Maybe Don’t Give Up Three Touchdowns in the Fourth: Eagles 17, Panthers 21
The Eagles were up 17-0 entering the fourth quarter, so it looked like they had the Panthers in hand. Here’s how the next three Carolina drives went:
- 11 plays, 80 yards, touchdown (began in the third quarter)
- 7 plays, 87 yards, touchdown
- 10 plays, 69 yards, touchdown
And here’s how the Eagles did:
- 6 plays, 22 yards, punt
- 3 plays, zero yards, punt
- 4 plays, 48 yards, fumble
This is just a classic collapse. The Eagles had a greater-than 97 percent chance to win this game in the third quarter, per NumberFire, indicating that just about everything had to go wrong for them to lose. And everything went wrong. Philly even was gifted the ball after an Eric Reid interception was overturned upon review—but it really doesn’t seem to me like the ball hit the ground. Take a look:
Three plays after that, the ball was on the Carolina 14-yard line. Facing a fourth-and-2 with 31 seconds left and needing a touchdown to take the lead, Carson Wentz was strip-sacked by Julius Peppers. I guess it’s true: The ball don’t lie.

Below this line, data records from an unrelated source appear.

//! Shared fixtures for content-service HTTP tests.
//!
//! Apps are wired exactly as `main` wires them, minus CORS and the health routes,
//! on top of a fresh in-memory store per test.
#![allow(dead_code)]

use actix_http::Request;
use actix_web::dev::{Service, ServiceResponse};
use actix_web::{test, web, App, Error};
use content_service::config::FeedConfig;
use content_service::handlers::{self, AppState};
use crypto_core::JwtValidator;
use serde_json::{json, Value};
use std::sync::Arc;

pub const SECRET: &[u8] = b"blocktube-integration-secret-0123456789";

pub fn state() -> AppState {
    AppState::in_memory(FeedConfig::default())
}

pub async fn init_app(
    state: AppState,
) -> impl Service<Request, Response = ServiceResponse, Error = Error> {
    let validator = Arc::new(JwtValidator::from_secret(SECRET).expect("validator"));
    test::init_service(
        App::new()
            .app_data(web::Data::new(state))
            .configure(move |cfg| handlers::configure(cfg, Some(validator))),
    )
    .await
}

/// Bearer header value for `user_id`, display name derived from the id
pub fn bearer(user_id: &str) -> (&'static str, String) {
    bearer_named(user_id, &format!("{} name", user_id))
}

/// Bearer header value for `user_id` whose token profile carries `name`
pub fn bearer_named(user_id: &str, name: &str) -> (&'static str, String) {
    let token = crypto_core::jwt::issue_hs256_token(
        SECRET,
        user_id,
        Some(name),
        Some(&format!("{}@example.com", user_id)),
        None,
        chrono::Duration::minutes(10),
    )
    .expect("token");
    ("Authorization", format!("Bearer {}", token))
}

pub fn video_body(title: &str) -> Value {
    json!({
        "title": title,
        "description": "walkthrough",
        "contentType": "video",
        "contentURL": "https://cdn.example.com/video.mp4",
        "creator": { "name": "Alice", "walletId": "0xabc" },
        "categories": ["web3"]
    })
}

pub async fn read_json(resp: ServiceResponse) -> Value {
    test::read_body_json(resp).await
}

/// POST /api/v1/content as `owner` and return the new id
pub async fn create_content<S>(app: &S, owner: &str, body: Value) -> String
where
    S: Service<Request, Response = ServiceResponse, Error = Error>,
{
    let req = test::TestRequest::post()
        .uri("/api/v1/content")
        .insert_header(bearer(owner))
        .set_json(body)
        .to_request();
    let resp = test::call_service(app, req).await;
    assert_eq!(resp.status(), 201, "create should succeed");
    let body = read_json(resp).await;
    body["data"]["id"]
        .as_str()
        .expect("id in create response")
        .to_string()
}

pub async fn get_content<S>(app: &S, id: &str) -> Value
where
    S: Service<Request, Response = ServiceResponse, Error = Error>,
{
    let req = test::TestRequest::get()
        .uri(&format!("/api/v1/content/{}", id))
        .to_request();
    let resp = test::call_service(app, req).await;
    assert_eq!(resp.status(), 200);
    read_json(resp).await["data"].clone()
}
use super::ContentSummary;
use crate::error::{AppError, Result};
use chrono::{DateTime, Utc};
use serde::{Deserialize, Serialize};
use std::str::FromStr;
use uuid::Uuid;

#[derive(Debug, Clone, Copy, PartialEq, Eq, Hash, Serialize, Deserialize)]
#[serde(rename_all = "lowercase")]
pub enum PurchaseStatus {
    Pending,
    Completed,
    Failed,
}

impl PurchaseStatus {
    pub fn as_str(&self) -> &'static str {
        match self {
            PurchaseStatus::Pending => "pending",
            PurchaseStatus::Completed => "completed",
            PurchaseStatus::Failed => "failed",
        }
    }
}

impl FromStr for PurchaseStatus {
    type Err = AppError;

    fn from_str(s: &str) -> Result<Self> {
        match s {
            "pending" => Ok(PurchaseStatus::Pending),
            "completed" => Ok(PurchaseStatus::Completed),
            "failed" => Ok(PurchaseStatus::Failed),
            other => Err(AppError::Internal(format!(
                "unknown purchase status '{}'",
                other
            ))),
        }
    }
}

/// Ledger row. `amount` and `creator_id` are snapshots taken at purchase time.
#[derive(Debug, Clone, PartialEq, Serialize, Deserialize)]
#[serde(rename_all = "camelCase")]
pub struct Purchase {
    pub id: Uuid,
    pub user_id: String,
    pub content_id: Uuid,
    pub creator_id: String,
    pub transaction_hash: String,
    pub amount: f64,
    pub status: PurchaseStatus,
    pub purchase_date: DateTime<Utc>,
}

#[derive(Debug, Clone, PartialEq)]
pub struct NewPurchase {
    pub user_id: String,
    pub content_id: Uuid,
    pub creator_id: String,
    pub transaction_hash: String,
    pub amount: f64,
    pub status: PurchaseStatus,
}

#[derive(Debug, Clone, PartialEq, Serialize)]
#[serde(rename_all = "camelCase")]
pub struct PurchaseStatusView {
    pub has_purchased: bool,
    #[serde(skip_serializing_if = "Option::is_none")]
    pub purchase: Option<Purchase>,
}

/// A buyer's purchase joined with the content it unlocks.
///
/// Renewal fields are derived at read time; free content never expires.
#[derive(Debug, Clone, PartialEq, Serialize)]
#[serde(rename_all = "camelCase")]
pub struct Subscription {
    pub purchase: Purchase,
    pub content: ContentSummary,
    pub expires_at: Option<DateTime<Utc>>,
    pub is_active: bool,
    pub days_remaining: Option<i64>,
}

When Both Teams Seem to Want to Lose: Browns 23, Buccaneers 26
If we ran this column every week, we’d just pencil the Browns in at this point. Cleveland has played in four overtime games in seven contests, and it had a fifth that was tied in the fourth quarter. The Bucs, though, gave the Browns a run for their money in terms of who could lose this game.
Almost everything about the final few minutes in Browns-Bucs was inexplicable. Tampa Bay allowed the Browns to return a punt 32 yards with under three minutes left, Baker Mayfield threw a 16-yard touchdown pass on the very next play, and after the extra point, the game was tied. Then the Bucs missed a 40-yard field goal as time expired.
In overtime, the Browns and Bucs punted a combined three times, Tampa Bay QB Jameis Winston threw an interception, and Cleveland returner Jabrill Peppers fumbled on a punt. With under two minutes left in overtime, we were, for the millionth time this season, on Browns Tie Watch. It was like no one wanted the victory! Then Bucs kicker Chandler Catanzaro—who had missed just minutes before—hit a 59-yard field goal, and we got this:
At 2-4-1, the Browns are having a tough season. They easily could have a much better record. But at least they’re giving us memes.
Derek Anderson Is Still in the NFL?: Bills 5, Colts 37
Not all interesting losses have to come in the final few minutes. Sometimes, a team starts its third-string quarterback and he throws three interceptions and the team scores five points. Buffalo has an injured bad quarterback and two healthy bad quarterbacks, which would be mean of me to point out, but they did this to themselves.